La causa de la impotencia no es solo física, en muchas ocasiones tiene una base psicológica. La causa psicológica normalmente comienza de manera repentina, mientras que en el caso fisiológico se trata más de una enfermedad gradual; el pene cada vez consigue una erección menor y suelen ser cada vez menos frecuentes, hasta que son inexistentes. La relación con los hombres diabéticos es que estos suelen tener problemas de nervios y vasos sanguíneos, lo que afecta negativamente a que aparezca una erección. Una obstrucción de los vasos sanguíneos impide que la sangre llegue al pene, igualmente ocurre en el caso de los nervios, y como finalidad un mismo resultado, no hay erección.
Para los hombres con diabetes la mejor forma de evitar la impotencia con causa física es intentar mantener el mayor control posible sobre los niveles de glucosa en la sangre, no fumar, no consumir alcohol e intentar tener una presión arterial en niveles normales. Si aun así el problema de la impotencia aparece lo mejor es que acuda a su médico y él le informará de las causas por las que ocurre y si existe algún tipo de remedio para su caso.
El médico antes de recomendarle un tratamiento para la impotencia debe determinar cual es la causa en su caso por lo que tendrá que realizarle algunas pruebas. Por eso le realizará unas preguntas, como por ejemplo que tipo de medicamentos toma y si alguno de ellos puede tener como efecto secundario la impotencia eliminarlo o cambiarlo por uno que no la puede ocasionar. De todas maneras no elimine la toma de medicamentos, antes de hacerlo consulte a su médico porque puede no ser recomendable para otras partes del cuerpo.

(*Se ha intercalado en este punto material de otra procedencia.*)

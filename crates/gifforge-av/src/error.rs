//! Error types for gifforge-av.

use std::time::Duration;

/// Result type alias using our Error type.
pub type Result<T> = std::result::Result<T, Error>;

/// Errors that can occur while running media tools.
#[derive(Debug, thiserror::Error)]
pub enum Error {
    /// A required external tool is not available.
    #[error("tool not found: {tool}")]
    ToolNotFound { tool: String },

    /// An external tool could not be started or exited unsuccessfully.
    #[error("tool execution failed: {tool}: {message}")]
    ToolFailed { tool: String, message: String },

    /// An external tool ran longer than allowed and was killed.
    #[error("{tool} timed out after {timeout:?}")]
    Timeout { tool: String, timeout: Duration },

    /// An I/O error occurred.
    #[error("I/O error: {0}")]
    Io(#[from] std::io::Error),

    /// Invalid input provided.
    #[error("invalid input: {0}")]
    InvalidInput(String),
}

impl Error {
    /// Create a tool not found error.
    pub fn tool_not_found(tool: impl Into<String>) -> Self {
        Self::ToolNotFound { tool: tool.into() }
    }

    /// Create a tool execution failed error.
    pub fn tool_failed(tool: impl Into<String>, message: impl Into<String>) -> Self {
        Self::ToolFailed {
            tool: tool.into(),
            message: message.into(),
        }
    }
}
//! Shared result of a running conversion.

use gifforge_common::Result;
use std::path::PathBuf;
use tokio::sync::{Notify, OnceCell};

pub(super) type FlightResult = Result<PathBuf>;

/// One running computation, awaited by every caller asking for its key.
pub(super) struct InFlight {
    result: OnceCell<FlightResult>,
    notify: Notify,
}

impl InFlight {
    pub(super) fn new() -> Self {
        Self {
            result: OnceCell::new(),
            notify: Notify::new(),
        }
    }

    /// Publish the result and wake all waiters. Only the first call counts.
    pub(super) fn set_result(&self, result: FlightResult) {
        let _ = self.result.set(result);
        self.notify.notify_waiters();
    }

    pub(super) async fn wait(&self) -> FlightResult {
        loop {
            if let Some(result) = self.result.get() {
                return result.clone();
            }

            // Register before re-checking so a result published in between
            // still wakes us.
            let notified = self.notify.notified();
            if let Some(result) = self.result.get() {
                return result.clone();
            }

            notified.await;
        }
    }
}
//! SQLite implementation of `TallyStore`.
//!
//! # Invariants
//! - One connection is shared by all clones; calls are serialized by its lock.
//! - Loaded expenses take their icon from the current category row, or an
//!   empty icon when that category no longer exists.

use super::{ExpenseRow, NewExpenseRow, StoreError, StoreResult, TallyStore};
use crate::db::{open_db, open_db_in_memory, seed_default_categories};
use crate::model::category::{Category, CategoryId, IconRef};
use crate::model::expense::{Expense, ExpenseId};
use rusqlite::{params, Connection, Row};
use std::path::Path;
use std::sync::{Arc, Mutex, MutexGuard};

const CATEGORY_SELECT_SQL: &str = "SELECT
    id,
    name,
    icon,
    category_order
FROM categories
ORDER BY category_order DESC, id ASC";

const EXPENSE_SELECT_SQL: &str = "SELECT
    e.id AS id,
    e.amount AS amount,
    e.category_id AS category_id,
    e.category AS category,
    COALESCE(c.icon, '') AS icon,
    e.description AS description,
    e.time AS time,
    e.sync_id AS sync_id
FROM expenses e
LEFT JOIN categories c ON c.id = e.category_id";

/// SQLite-backed store shared between the editor and its worker tasks.
#[derive(Clone)]
pub struct SqliteTallyStore {
    conn: Arc<Mutex<Connection>>,
}

impl SqliteTallyStore {
    /// Wraps an already migrated connection.
    pub fn new(conn: Connection) -> Self {
        Self {
            conn: Arc::new(Mutex::new(conn)),
        }
    }

    /// Opens (or creates) a database file and applies migrations.
    pub fn open(path: impl AsRef<Path>) -> StoreResult<Self> {
        Ok(Self::new(open_db(path)?))
    }

    pub fn open_in_memory() -> StoreResult<Self> {
        Ok(Self::new(open_db_in_memory()?))
    }

    /// Seeds the built-in categories into an empty database.
    pub fn seed_default_categories(&self) -> StoreResult<usize> {
        let mut conn = self.lock()?;
        Ok(seed_default_categories(&mut conn)?)
    }

    /// Adds one category row and returns its id.
    pub fn insert_category(&self, name: &str, icon: &IconRef, order: i64) -> StoreResult<CategoryId> {
        let conn = self.lock()?;
        conn.execute(
            "INSERT INTO categories (name, icon, category_order) VALUES (?1, ?2, ?3);",
            params![name, icon.as_str(), order],
        )?;
        Ok(conn.last_insert_rowid())
    }

    fn lock(&self) -> StoreResult<MutexGuard<'_, Connection>> {
        self.conn
            .lock()
            .map_err(|_| StoreError::Unavailable("connection lock poisoned".to_string()))
    }
}

impl TallyStore for SqliteTallyStore {
    fn list_categories(&self) -> StoreResult<Vec<Category>> {
        let conn = self.lock()?;
        let mut stmt = conn.prepare(CATEGORY_SELECT_SQL)?;
        let mut rows = stmt.query([])?;
        let mut categories = Vec::new();

        while let Some(row) = rows.next()? {
            categories.push(parse_category_row(row)?);
        }

        Ok(categories)
    }

    fn first_place_category(&self) -> StoreResult<Option<Category>> {
        let conn = self.lock()?;
        let mut stmt = conn.prepare(&format!("{CATEGORY_SELECT_SQL} LIMIT 1;"))?;
        let mut rows = stmt.query([])?;
        if let Some(row) = rows.next()? {
            return Ok(Some(parse_category_row(row)?));
        }

        Ok(None)
    }

    fn get_expense(&self, id: ExpenseId) -> StoreResult<Option<Expense>> {
        let conn = self.lock()?;
        let mut stmt = conn.prepare(&format!("{EXPENSE_SELECT_SQL} WHERE e.id = ?1;"))?;
        let mut rows = stmt.query([id])?;
        if let Some(row) = rows.next()? {
            return Ok(Some(parse_expense_row(row)?));
        }

        Ok(None)
    }

    fn insert_expense(&self, new_row: &NewExpenseRow) -> StoreResult<ExpenseId> {
        let conn = self.lock()?;
        let row = &new_row.row;
        conn.execute(
            "INSERT INTO expenses (
                amount,
                category_id,
                category,
                description,
                time,
                sync_id
            ) VALUES (?1, ?2, ?3, ?4, ?5, ?6);",
            params![
                row.amount,
                row.category_id,
                row.category_name.as_str(),
                row.desc.as_str(),
                row.time,
                new_row.sync_id.as_str(),
            ],
        )?;

        Ok(conn.last_insert_rowid())
    }

    fn update_expense(&self, id: ExpenseId, row: &ExpenseRow) -> StoreResult<usize> {
        let conn = self.lock()?;
        let changed = conn.execute(
            "UPDATE expenses
             SET
                amount = ?1,
                category_id = ?2,
                category = ?3,
                description = ?4,
                time = ?5
             WHERE id = ?6;",
            params![
                row.amount,
                row.category_id,
                row.category_name.as_str(),
                row.desc.as_str(),
                row.time,
                id,
            ],
        )?;

        Ok(changed)
    }
}

fn parse_category_row(row: &Row<'_>) -> StoreResult<Category> {
    let name: String = row.get("name")?;
    if name.trim().is_empty() {
        return Err(StoreError::InvalidData(
            "empty category name in categories.name".to_string(),
        ));
    }

    Ok(Category {
        id: row.get("id")?,
        name,
        icon: IconRef::new(row.get::<_, String>("icon")?),
        order: row.get("category_order")?,
    })
}

fn parse_expense_row(row: &Row<'_>) -> StoreResult<Expense> {
    let id: ExpenseId = row.get("id")?;
    if id <= 0 {
        return Err(StoreError::InvalidData(format!(
            "non-positive id `{id}` in expenses.id"
        )));
    }

    Ok(Expense {
        id,
        amount: row.get("amount")?,
        category_id: row.get("category_id")?,
        category_name: row.get("category")?,
        category_icon: IconRef::new(row.get::<_, String>("icon")?),
        desc: row.get("description")?,
        time: row.get("time")?,
        sync_id: row.get("sync_id")?,
    })
}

En la actualidad existen multitud de tratamientos para la impotencia física por lo que pasar por las pruebas necesarias para diagnosticarla vale la pena. Normalmente estos tratamientos constan de inyectar un medicamento en el pene que causará una erección que se mantendrá entre 30 minutos y una hora, o usar una bomba de vacío para que se produzca la erección o en otros casos implantar una prótesis en el pene para que sea posible tener erecciones. En cualquier caso el experto le ayudará en elegir el tratamiento que más se ajusta a sus necesidades, en el caso de que se le puedan aplicar.
En el caso de que la causa física quede descartada, la impotencia proviene de una causa psicológica, en ese caso el médico le indicará que tiene que acudir a un experto en asuntos sexuales.